Time Course and Stimulus Dependence of Repetition-Induced Response Suppression in Inferotemporal Cortex

Liu Y, Murray SO, Jagadeesh B. Time course and stimulus dependence of repetition-induced response suppression in inferotemporal cortex. J Neurophysiol 101: 418-436, 2009. First published November 5, 2008; doi:10.1152/jn.90960.2008. Neural responses throughout the sensory system are affected by stimulus history. In the inferotemporal cortex (IT)-an area important for processing information about object shape-there is a substantially reduced response to the second presentation of an image.

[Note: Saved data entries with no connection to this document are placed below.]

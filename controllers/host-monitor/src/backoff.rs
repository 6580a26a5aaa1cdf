//! Per-host refresh backoff.
//!
//! Backoff is counted in refresh cycles rather than wall-clock time: after a
//! failed evaluation the host sits out the next N cycles, with N following
//! 1, 1, 2, 3, 5, 8, ... up to a configured cap. A successful evaluation
//! starts the sequence over.

/// Backoff state for one host
#[derive(Debug, Clone)]
pub struct BackoffState {
    /// Cycles to skip after the next failure
    next_skip: u64,
    /// Skip length used for the failure before that
    prev_skip: u64,
    max_cycles: u64,
    error_count: u32,
    skip_remaining: u64,
}

impl BackoffState {
    /// Fresh state with no errors recorded.
    #[must_use]
    pub fn new(max_cycles: u64) -> Self {
        Self {
            next_skip: 1,
            prev_skip: 0,
            max_cycles: max_cycles.max(1),
            error_count: 0,
            skip_remaining: 0,
        }
    }

    /// Records a failed evaluation and schedules the next attempt.
    pub fn increment_error(&mut self) {
        self.error_count += 1;
        self.skip_remaining = self.next_skip;

        let following = self.prev_skip.saturating_add(self.next_skip).min(self.max_cycles);
        self.prev_skip = self.next_skip;
        self.next_skip = following;
    }

    /// Clears errors after a successful evaluation.
    pub fn reset(&mut self) {
        self.next_skip = 1;
        self.prev_skip = 0;
        self.error_count = 0;
        self.skip_remaining = 0;
    }

    /// Consumes one cycle; returns `true` if the host should be skipped this cycle.
    pub fn should_skip(&mut self) -> bool {
        if self.skip_remaining == 0 {
            return false;
        }
        self.skip_remaining -= 1;
        true
    }

    /// Consecutive failed evaluations
    #[must_use]
    pub fn error_count(&self) -> u32 {
        self.error_count
    }
}
//! Host fact snapshots
//!
//! Facts are captured once, before rule evaluation, and handed to the engine
//! as an immutable [`HostFacts`]. Conditions never fetch facts themselves.

use crate::error::{FactError, FactIssue};
use crate::host::Host;
use chrono::{DateTime, Utc};
use std::fmt;
use tracing::warn;

/// An observable boolean property of a host.
#[derive(Debug, Clone, Copy, PartialEq, Eq, Hash)]
pub enum Fact {
    /// Host has checked in recently
    Connected,
    /// Host has reported a hardware inventory
    HasInventory,
    /// Host has enough eligible disks
    HasMinValidDisks,
    /// Host has enough CPU cores
    HasMinCpuCores,
    /// Host has enough memory
    HasMinMemory,
    /// Host runs on a supported platform
    PlatformValid,
}

impl Fact {
    /// Hardware checks, in the order failures are reported.
    pub const HARDWARE: [Fact; 4] = [
        Fact::HasMinValidDisks,
        Fact::HasMinCpuCores,
        Fact::HasMinMemory,
        Fact::PlatformValid,
    ];

    /// Message used when this fact is false.
    #[must_use]
    pub fn failure_reason(&self) -> &'static str {
        match self {
            Self::Connected => "host is not connected",
            Self::HasInventory => "host has not reported its inventory",
            Self::HasMinValidDisks => "insufficient number of valid disks",
            Self::HasMinCpuCores => "insufficient CPU cores",
            Self::HasMinMemory => "insufficient memory",
            Self::PlatformValid => "platform is not supported",
        }
    }

    fn index(self) -> usize {
        match self {
            Self::Connected => 0,
            Self::HasInventory => 1,
            Self::HasMinValidDisks => 2,
            Self::HasMinCpuCores => 3,
            Self::HasMinMemory => 4,
            Self::PlatformValid => 5,
        }
    }
}

impl fmt::Display for Fact {
    fn fmt(&self, f: &mut fmt::Formatter<'_>) -> fmt::Result {
        let name = match self {
            Self::Connected => "connected",
            Self::HasInventory => "has-inventory",
            Self::HasMinValidDisks => "has-min-valid-disks",
            Self::HasMinCpuCores => "has-min-cpu-cores",
            Self::HasMinMemory => "has-min-memory",
            Self::PlatformValid => "platform-valid",
        };
        f.write_str(name)
    }
}

/// Immutable snapshot of a host's facts, valid for one evaluation.
#[derive(Debug, Clone, PartialEq, Eq)]
pub struct HostFacts {
    values: [bool; 6],
    issues: Vec<FactIssue>,
    observed_at: DateTime<Utc>,
}

impl Default for HostFacts {
    fn default() -> Self {
        Self::new(Utc::now())
    }
}

impl HostFacts {
    /// Creates a snapshot with every fact `false`.
    #[must_use]
    pub fn new(observed_at: DateTime<Utc>) -> Self {
        Self {
            values: [false; 6],
            issues: Vec::new(),
            observed_at,
        }
    }

    /// Snapshot with every fact set to `value`.
    #[must_use]
    pub fn all(value: bool) -> Self {
        Self {
            values: [value; 6],
            ..Self::default()
        }
    }

    /// Snapshot for a host whose fact source could not be read at all.
    ///
    /// Every fact is `false` with an issue recorded against it, which routes
    /// refresh to `disconnected`.
    #[must_use]
    pub fn unavailable(reason: &str) -> Self {
        let mut facts = Self::default();
        for fact in [Fact::Connected, Fact::HasInventory]
            .into_iter()
            .chain(Fact::HARDWARE)
        {
            facts.issues.push(FactIssue {
                fact,
                reason: reason.to_string(),
            });
        }
        facts
    }

    /// Returns the snapshot with `fact` set to `value`.
    #[must_use]
    pub fn with(mut self, fact: Fact, value: bool) -> Self {
        self.values[fact.index()] = value;
        self
    }

    /// Records the outcome of determining `fact`.
    ///
    /// An error is stored as `false` and kept as a [`FactIssue`].
    pub fn record(&mut self, fact: Fact, outcome: Result<bool, FactError>) {
        match outcome {
            Ok(value) => self.values[fact.index()] = value,
            Err(e) => {
                warn!("Could not determine fact {}: {}", fact, e);
                self.values[fact.index()] = false;
                self.issues.push(FactIssue {
                    fact,
                    reason: e.to_string(),
                });
            }
        }
    }

    /// Value of a single fact.
    #[must_use]
    pub fn get(&self, fact: Fact) -> bool {
        self.values[fact.index()]
    }

    /// Hardware checks that are `false`, in reporting order.
    #[must_use]
    pub fn failing_hardware(&self) -> Vec<Fact> {
        Fact::HARDWARE
            .into_iter()
            .filter(|fact| !self.get(*fact))
            .collect()
    }

    /// Facts that could not be determined.
    #[must_use]
    pub fn issues(&self) -> &[FactIssue] {
        &self.issues
    }

    /// Issue recorded for `fact`, if any.
    #[must_use]
    pub fn issue_for(&self, fact: Fact) -> Option<&FactIssue> {
        self.issues.iter().find(|issue| issue.fact == fact)
    }

    /// Time the snapshot was taken
    #[must_use]
    pub fn observed_at(&self) -> DateTime<Utc> {
        self.observed_at
    }
}

/// Supplies fact snapshots to the caller of the engine.
///
/// Called once per evaluation, before rule matching. Implementations may
/// perform I/O; a fact that cannot be determined must be reported as `false`
/// with an issue on the snapshot rather than as an error.
#[async_trait::async_trait]
pub trait FactProvider: Send + Sync {
    /// Captures the current facts for `host`.
    async fn snapshot(&self, host: &Host) -> HostFacts;
}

Understanding the mechanisms underlying repetition suppression may provide important insights into the circuitry that generates responses in IT. In addition, repetition suppression may have important perceptual consequences. The characteristics of repetition suppression in IT are poorly understood, and the details, including the interaction between the content of the first and second stimulus and the time course of suppression, are not clear. Here, we examined the time course of suppression in IT by varying both the duration and stimulus content of two stimuli presented in sequence. The data show that the degree of suppression does not depend directly on the response evoked by the first stimulus in the recorded neuron. Repetition suppression was also limited in duration, peaking at approximate to 200 ms after the onset of the second (test) image and disappearing before the end of the response. Neural selectivity to a continuum of related images was enhanced if the first stimulus produced a weak response in the cell. The dynamics of the response suggests that different parts of the input and recurrent circuitry that gives rise to neural responses in IT are differentially modulated by repetition suppression. The selectivity of the sustained response was preserved in spite of substantial suppression of the early part of the response. The data suggest that suppression in IT is a property of the input and recurrent circuitry in IT and is not directly related to the degree of response in the recorded neuron itself.